Ma quanta CO2 ogni anno viene emessa e da dove? In estrema sintesi nel mondo (fissiamo come esempio l’anno 2010) sono stati emessi 33 miliardi di tonnellate di co2 equivalente distribuite in questo modo: 33% industria, 18,4% Edilizia, 14,3%, trasporti, 24,87% agricoltura, foreste e altri usi del suolo, 9,43% altre fonti.
Le recenti notizie non sono rassicuranti, infatti rapporto “Global Energy Review 2021” dell’Agenzia Internazionale dell’energie (IEA) stima che le emissioni di CO2 potrebbero aumentare di quasi il 5% quest’anno arrivando a oltre 33 miliardi di tonnellate e tornando così ai livelli precedenti alla pandemia. Questo conferma quindi che la pandemia ha generato solo un momentaneo rallentamento delle emissioni globali.

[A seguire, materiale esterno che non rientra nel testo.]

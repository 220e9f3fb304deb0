//! Facts and rules: `head :- body.`
//!
//! Mirrors the teacher's `Rule { head, body }` (`suiron::rule::Rule`), minus
//! the string parser — rules here are always built from Rust values, never
//! parsed from source text (no parser is in scope).

use std::fmt;
use std::hash::{Hash, Hasher};
use std::rc::Rc;

use crate::atom::Atom;
use crate::identity::next_id;

/// `(head: Atom, body: ordered sequence of Atom)`.
///
/// A rule with an empty body is a *fact*. Every rule instance carries its
/// own identity (`id`), independent of its head/body content — it is this
/// identity, not the rule's shape, that anchors the variable scope of its
/// own head and body atoms, and that keys the `available_rules` cycle
/// guard during search.
#[derive(Debug, Clone)]
pub struct Rule {
    id: usize,
    pub head: Atom,
    pub body: Vec<Atom>,
}

impl Rule {
    pub fn new(head: Atom, body: Vec<Atom>) -> Self {
        Rule { id: next_id(), head, body }
    }

    /// Creates a fact: a rule with an empty body.
    pub fn fact(head: Atom) -> Self {
        Rule::new(head, Vec::new())
    }

    pub fn id(&self) -> usize { self.id }

    pub fn is_fact(&self) -> bool { self.body.is_empty() }

    /// Produces a fresh, unique scope sentinel: a rule with an empty head
    /// predicate-less body used solely as a query's variable namespace.
    /// It is never itself a candidate for resolution (the search only
    /// ever consults caller-supplied or dynamic rules).
    pub fn generate_variable_scope(query: Atom) -> Rc<Rule> {
        Rc::new(Rule::new(query, Vec::new()))
    }
}

impl PartialEq for Rule {
    fn eq(&self, other: &Self) -> bool { self.id == other.id }
}
impl Eq for Rule {}

impl Hash for Rule {
    fn hash<H: Hasher>(&self, state: &mut H) { self.id.hash(state); }
}

impl fmt::Display for Rule {
    fn fmt(&self, f: &mut fmt::Formatter) -> fmt::Result {
        if self.is_fact() {
            write!(f, "{}.", self.head)
        } else {
            write!(f, "{} :- ", self.head)?;
            for (i, atom) in self.body.iter().enumerate() {
                if i > 0 { write!(f, ", ")?; }
                write!(f, "{}", atom)?;
            }
            write!(f, ".")
        }
    }
}

#[cfg(test)]
mod test {
    use super::*;
    use crate::term::{Constant, Predicate, Term};

    fn atom(name: &str, args: &[&str]) -> Atom {
        let p = Rc::new(Predicate::new(name));
        p.of(args.iter().map(|a| Term::from(Constant::new(*a))).collect())
    }

    #[test]
    fn fact_has_empty_body_and_displays_with_period() {
        let r = Rule::fact(atom("father_of", &["abe", "homer"]));
        assert!(r.is_fact());
        assert_eq!(format!("{}", r), "father_of(abe, homer).");
    }

    #[test]
    fn distinct_rule_instances_are_never_equal() {
        let a = Rule::fact(atom("father_of", &["abe", "homer"]));
        let b = Rule::fact(atom("father_of", &["abe", "homer"]));
        assert_ne!(a, b); // same content, different identity
    }

    #[test]
    fn rule_with_body_displays_with_neck() {
        let r = Rule::new(
            atom("grandpa_of", &["X", "Y"]),
            vec![atom("father_of", &["X", "Z"]), atom("parent_of", &["Z", "Y"])],
        );
        assert!(!r.is_fact());
        assert_eq!(
            format!("{}", r),
            "grandpa_of(X, Y) :- father_of(X, Z), parent_of(Z, Y)."
        );
    }
}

Pertanto, per raggiungere gli obiettivi fissati lo sforzo dovrà essere immane e la soluzione non potrà essere univoca; certamente dovremo ridurre quanto più l’utilizzo di fonti fossili, aumentare l’efficienza di produzione e consumo di energia e dovremo anche operare attraverso la riduzione di concentrazione dei gas serra in atmosfera. Dovremo adottare politiche che non riguardano quindi un unico settore ma che dovranno riguardare tutti gli ambiti (dalla produzione di energia al trasporto ma anche fino alla produzione di cibo e al forte impatto degli allevamenti intensivi sulle emissioni di gas climalteranti).
Se volgiamo lo sguardo all’Europa, gli obiettivi che la Commissione Europea con il Green new deal sono certamente ambiziosi: le emissioni di CO2 nette globali prodotte dall’attività umana dovrebbero diminuire di circa il 45% rispetto ai livelli del 2010 entro il 2030, raggiungendo lo zero intorno al 2050.
Conclusioni
In conclusione, sebbene le tecnologie di cattura e rimozione della CO2 continuano a essere sviluppate e testate è fondamentale che le strategie di decarbonizzazione facciano leva principalmente sull’utilizzo di fonti rinnovabili.
Certamente altre tecnologie potranno essere di supporto nei piani futuri e in particolari condizioni; tuttavia, queste non devono essere una giustificazione per mantenere lo status quo e non cambiare i sistemi di produzione.